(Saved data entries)

::::

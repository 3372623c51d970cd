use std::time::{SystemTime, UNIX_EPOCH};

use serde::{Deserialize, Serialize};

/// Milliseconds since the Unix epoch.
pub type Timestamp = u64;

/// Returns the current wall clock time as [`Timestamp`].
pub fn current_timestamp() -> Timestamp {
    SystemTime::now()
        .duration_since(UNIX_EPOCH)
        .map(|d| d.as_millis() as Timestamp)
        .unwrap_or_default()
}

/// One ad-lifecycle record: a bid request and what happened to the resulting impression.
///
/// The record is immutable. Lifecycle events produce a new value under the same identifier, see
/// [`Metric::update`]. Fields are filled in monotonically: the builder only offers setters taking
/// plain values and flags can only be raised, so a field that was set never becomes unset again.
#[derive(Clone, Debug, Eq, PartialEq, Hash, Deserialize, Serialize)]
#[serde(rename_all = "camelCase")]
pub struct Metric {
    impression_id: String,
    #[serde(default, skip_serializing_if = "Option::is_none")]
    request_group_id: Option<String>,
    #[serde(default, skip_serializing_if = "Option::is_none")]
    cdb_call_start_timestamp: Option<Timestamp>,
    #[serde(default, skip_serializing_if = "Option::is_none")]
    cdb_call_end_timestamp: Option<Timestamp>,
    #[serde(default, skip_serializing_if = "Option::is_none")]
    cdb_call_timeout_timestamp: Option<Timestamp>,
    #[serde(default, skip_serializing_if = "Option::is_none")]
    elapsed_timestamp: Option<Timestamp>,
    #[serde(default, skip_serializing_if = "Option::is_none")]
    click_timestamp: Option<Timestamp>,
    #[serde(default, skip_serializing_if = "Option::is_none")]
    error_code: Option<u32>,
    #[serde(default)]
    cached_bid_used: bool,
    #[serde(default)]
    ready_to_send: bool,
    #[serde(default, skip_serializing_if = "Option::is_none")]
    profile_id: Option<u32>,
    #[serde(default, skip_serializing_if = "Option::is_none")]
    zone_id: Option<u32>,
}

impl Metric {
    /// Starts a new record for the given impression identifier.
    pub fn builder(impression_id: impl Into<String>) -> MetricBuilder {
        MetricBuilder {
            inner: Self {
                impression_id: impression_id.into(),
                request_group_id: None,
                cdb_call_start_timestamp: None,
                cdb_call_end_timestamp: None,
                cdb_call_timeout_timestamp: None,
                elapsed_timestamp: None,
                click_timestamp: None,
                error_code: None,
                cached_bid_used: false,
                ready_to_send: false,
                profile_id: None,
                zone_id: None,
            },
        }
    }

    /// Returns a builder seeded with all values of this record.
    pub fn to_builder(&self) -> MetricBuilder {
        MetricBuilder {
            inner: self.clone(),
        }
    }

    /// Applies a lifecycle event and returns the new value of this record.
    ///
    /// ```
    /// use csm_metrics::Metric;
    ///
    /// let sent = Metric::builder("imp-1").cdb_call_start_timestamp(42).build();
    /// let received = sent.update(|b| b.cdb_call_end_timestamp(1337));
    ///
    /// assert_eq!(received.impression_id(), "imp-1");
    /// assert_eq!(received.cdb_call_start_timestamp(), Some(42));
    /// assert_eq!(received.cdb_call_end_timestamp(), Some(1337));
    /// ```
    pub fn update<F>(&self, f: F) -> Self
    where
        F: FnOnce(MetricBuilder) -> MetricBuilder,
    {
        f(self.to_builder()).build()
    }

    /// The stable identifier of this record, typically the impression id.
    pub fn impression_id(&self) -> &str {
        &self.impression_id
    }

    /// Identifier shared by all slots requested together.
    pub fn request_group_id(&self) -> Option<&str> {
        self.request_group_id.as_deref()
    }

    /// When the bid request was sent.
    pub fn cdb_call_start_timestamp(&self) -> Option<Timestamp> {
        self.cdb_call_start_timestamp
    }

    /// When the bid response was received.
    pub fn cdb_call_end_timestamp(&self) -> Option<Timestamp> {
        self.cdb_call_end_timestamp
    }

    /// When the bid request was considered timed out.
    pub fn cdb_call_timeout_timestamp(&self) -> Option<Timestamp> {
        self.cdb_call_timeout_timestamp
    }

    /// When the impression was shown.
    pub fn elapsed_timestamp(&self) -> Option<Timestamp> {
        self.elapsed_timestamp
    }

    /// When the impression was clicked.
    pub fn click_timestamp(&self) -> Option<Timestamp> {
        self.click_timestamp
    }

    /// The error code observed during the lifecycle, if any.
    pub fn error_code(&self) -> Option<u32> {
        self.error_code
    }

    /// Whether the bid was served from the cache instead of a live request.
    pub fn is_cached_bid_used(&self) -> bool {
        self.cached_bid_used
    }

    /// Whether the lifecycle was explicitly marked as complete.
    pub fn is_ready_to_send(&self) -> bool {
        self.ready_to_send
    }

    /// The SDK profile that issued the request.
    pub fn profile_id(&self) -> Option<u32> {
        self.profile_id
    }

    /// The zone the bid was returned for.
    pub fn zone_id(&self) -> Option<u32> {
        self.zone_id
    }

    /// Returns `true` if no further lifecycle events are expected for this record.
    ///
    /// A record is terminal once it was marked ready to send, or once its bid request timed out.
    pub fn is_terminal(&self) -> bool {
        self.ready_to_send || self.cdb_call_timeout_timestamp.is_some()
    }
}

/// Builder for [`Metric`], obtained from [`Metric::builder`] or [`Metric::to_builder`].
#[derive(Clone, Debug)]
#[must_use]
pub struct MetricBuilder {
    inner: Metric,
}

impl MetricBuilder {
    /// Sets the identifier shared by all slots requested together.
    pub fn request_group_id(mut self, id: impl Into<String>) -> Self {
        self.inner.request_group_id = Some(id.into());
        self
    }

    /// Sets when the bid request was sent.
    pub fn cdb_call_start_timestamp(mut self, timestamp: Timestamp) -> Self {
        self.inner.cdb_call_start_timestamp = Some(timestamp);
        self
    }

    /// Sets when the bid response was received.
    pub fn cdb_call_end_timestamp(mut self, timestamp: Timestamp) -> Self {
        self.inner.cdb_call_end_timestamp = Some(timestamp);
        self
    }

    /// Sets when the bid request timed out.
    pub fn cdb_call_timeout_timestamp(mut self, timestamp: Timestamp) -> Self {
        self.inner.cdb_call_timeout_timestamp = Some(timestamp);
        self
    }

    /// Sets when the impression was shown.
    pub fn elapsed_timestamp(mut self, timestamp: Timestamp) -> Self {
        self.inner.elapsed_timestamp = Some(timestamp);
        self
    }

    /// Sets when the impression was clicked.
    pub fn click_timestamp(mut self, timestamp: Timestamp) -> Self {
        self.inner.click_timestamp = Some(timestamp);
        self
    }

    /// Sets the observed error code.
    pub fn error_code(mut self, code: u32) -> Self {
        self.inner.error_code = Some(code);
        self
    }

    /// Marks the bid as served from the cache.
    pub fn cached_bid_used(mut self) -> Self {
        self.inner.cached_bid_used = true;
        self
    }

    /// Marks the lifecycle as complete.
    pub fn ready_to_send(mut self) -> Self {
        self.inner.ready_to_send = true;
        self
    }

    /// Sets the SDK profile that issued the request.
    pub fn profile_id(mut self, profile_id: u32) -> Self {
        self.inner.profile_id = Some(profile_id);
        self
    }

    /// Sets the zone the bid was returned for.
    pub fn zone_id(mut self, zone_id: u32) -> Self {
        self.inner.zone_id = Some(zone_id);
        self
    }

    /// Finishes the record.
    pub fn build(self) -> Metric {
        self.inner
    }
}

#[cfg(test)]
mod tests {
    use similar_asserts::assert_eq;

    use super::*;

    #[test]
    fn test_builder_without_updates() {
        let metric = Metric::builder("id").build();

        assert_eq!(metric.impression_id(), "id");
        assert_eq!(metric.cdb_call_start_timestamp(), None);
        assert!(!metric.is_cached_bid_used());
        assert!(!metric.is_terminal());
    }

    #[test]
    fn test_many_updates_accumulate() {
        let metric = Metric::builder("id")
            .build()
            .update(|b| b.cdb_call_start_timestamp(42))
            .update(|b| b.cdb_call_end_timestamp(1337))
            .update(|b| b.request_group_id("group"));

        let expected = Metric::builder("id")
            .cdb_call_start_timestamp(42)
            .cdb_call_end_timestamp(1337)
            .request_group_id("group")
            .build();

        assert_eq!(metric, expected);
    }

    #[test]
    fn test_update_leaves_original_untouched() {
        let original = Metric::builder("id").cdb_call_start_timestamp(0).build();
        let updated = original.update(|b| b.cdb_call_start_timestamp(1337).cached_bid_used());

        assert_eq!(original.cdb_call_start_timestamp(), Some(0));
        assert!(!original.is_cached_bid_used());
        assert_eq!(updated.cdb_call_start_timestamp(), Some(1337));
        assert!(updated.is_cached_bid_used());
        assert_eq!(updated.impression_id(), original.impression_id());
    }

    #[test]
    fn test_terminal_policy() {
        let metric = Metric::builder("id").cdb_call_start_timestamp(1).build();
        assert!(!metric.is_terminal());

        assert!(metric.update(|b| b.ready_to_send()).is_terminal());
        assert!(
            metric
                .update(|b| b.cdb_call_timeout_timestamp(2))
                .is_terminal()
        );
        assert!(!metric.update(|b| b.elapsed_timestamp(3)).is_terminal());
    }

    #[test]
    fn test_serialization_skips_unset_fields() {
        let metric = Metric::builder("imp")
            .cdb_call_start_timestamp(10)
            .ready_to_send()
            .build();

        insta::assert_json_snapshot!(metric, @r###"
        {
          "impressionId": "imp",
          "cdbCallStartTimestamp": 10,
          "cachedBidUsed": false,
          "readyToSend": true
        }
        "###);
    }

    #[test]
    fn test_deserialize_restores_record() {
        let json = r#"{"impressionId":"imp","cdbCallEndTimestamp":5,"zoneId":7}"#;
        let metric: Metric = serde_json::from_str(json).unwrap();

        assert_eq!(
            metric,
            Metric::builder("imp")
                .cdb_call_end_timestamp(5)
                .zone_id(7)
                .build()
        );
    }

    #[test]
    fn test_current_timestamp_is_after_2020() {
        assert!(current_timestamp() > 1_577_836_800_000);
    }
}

::::

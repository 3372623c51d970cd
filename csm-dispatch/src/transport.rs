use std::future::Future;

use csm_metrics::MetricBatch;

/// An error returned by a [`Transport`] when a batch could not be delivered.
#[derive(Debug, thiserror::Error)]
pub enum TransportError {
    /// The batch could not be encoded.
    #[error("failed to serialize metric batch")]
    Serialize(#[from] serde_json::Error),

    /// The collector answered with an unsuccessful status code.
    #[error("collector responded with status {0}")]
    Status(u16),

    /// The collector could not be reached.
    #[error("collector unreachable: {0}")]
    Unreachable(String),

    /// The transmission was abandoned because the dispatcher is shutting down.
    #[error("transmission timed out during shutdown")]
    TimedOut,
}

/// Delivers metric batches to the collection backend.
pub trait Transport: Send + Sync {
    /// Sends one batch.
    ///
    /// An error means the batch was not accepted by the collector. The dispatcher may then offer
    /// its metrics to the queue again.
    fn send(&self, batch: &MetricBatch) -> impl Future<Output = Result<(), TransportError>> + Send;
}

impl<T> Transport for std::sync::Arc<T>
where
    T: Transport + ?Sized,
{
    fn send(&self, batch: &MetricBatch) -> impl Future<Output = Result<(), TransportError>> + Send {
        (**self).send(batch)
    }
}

::::

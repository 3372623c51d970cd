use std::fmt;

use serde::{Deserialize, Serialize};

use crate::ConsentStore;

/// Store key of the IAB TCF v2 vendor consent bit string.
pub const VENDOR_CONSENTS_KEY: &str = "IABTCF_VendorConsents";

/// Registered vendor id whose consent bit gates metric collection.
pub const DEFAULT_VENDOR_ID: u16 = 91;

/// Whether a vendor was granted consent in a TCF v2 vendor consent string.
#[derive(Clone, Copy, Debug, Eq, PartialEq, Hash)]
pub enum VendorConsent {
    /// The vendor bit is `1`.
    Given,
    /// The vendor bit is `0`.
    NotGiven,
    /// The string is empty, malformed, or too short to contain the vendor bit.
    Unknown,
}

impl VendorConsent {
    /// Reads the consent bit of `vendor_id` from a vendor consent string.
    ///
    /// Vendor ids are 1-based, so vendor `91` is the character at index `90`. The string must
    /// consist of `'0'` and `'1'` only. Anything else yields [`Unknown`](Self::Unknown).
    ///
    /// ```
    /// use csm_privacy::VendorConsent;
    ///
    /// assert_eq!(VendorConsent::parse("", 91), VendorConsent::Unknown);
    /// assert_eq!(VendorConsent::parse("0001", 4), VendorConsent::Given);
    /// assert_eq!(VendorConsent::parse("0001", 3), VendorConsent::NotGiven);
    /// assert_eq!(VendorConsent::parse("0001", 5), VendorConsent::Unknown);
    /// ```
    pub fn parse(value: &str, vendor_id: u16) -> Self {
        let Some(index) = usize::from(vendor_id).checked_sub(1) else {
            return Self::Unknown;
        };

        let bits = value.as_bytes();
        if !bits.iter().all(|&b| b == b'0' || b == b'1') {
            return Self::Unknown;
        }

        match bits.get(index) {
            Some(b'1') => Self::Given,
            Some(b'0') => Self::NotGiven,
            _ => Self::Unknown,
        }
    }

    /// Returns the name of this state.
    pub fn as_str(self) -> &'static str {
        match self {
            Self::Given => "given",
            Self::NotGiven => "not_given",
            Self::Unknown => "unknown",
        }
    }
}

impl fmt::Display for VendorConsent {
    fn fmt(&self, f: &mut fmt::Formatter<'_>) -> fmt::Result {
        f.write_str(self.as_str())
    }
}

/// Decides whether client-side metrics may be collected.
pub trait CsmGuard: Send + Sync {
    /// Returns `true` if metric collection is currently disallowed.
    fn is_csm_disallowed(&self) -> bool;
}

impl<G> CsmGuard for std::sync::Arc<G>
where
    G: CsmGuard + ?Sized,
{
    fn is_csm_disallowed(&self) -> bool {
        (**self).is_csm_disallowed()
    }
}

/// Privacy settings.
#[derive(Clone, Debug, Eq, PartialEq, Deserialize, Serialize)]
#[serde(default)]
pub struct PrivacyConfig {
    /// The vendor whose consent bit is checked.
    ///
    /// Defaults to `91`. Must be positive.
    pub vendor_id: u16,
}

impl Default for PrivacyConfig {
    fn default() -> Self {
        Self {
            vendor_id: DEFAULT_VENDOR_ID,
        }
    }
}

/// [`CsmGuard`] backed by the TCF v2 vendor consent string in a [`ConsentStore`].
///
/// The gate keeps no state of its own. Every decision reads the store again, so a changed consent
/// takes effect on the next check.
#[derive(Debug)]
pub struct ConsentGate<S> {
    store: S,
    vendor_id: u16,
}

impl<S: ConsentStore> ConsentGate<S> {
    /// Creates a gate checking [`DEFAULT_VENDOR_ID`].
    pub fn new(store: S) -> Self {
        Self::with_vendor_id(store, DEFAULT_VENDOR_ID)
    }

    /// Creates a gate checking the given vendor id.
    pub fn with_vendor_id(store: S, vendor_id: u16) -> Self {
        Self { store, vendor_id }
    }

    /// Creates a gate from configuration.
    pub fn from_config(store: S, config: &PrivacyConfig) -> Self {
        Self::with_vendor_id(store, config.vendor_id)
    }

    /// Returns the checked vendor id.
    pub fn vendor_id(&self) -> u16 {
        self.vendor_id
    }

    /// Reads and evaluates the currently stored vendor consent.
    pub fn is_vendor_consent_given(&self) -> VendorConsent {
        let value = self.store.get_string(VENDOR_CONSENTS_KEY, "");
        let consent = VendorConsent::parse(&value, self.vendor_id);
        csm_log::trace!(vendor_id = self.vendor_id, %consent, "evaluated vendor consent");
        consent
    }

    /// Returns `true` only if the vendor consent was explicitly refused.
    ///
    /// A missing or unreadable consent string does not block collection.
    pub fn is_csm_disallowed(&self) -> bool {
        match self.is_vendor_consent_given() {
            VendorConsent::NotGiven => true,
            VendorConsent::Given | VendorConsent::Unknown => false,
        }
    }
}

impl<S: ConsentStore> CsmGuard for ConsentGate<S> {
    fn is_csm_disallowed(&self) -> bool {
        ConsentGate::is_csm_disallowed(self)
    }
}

::::

The entries above hold a line with "gates metric collection." and a later line with "#[derive(Clone, Copy, Debug, Eq, PartialEq, Hash)]". Write out exactly those lines and all lines between, nothing more.

/// Registered vendor id whose consent bit gates metric collection.
pub const DEFAULT_VENDOR_ID: u16 = 91;

/// Whether a vendor was granted consent in a TCF v2 vendor consent string.
#[derive(Clone, Copy, Debug, Eq, PartialEq, Hash)]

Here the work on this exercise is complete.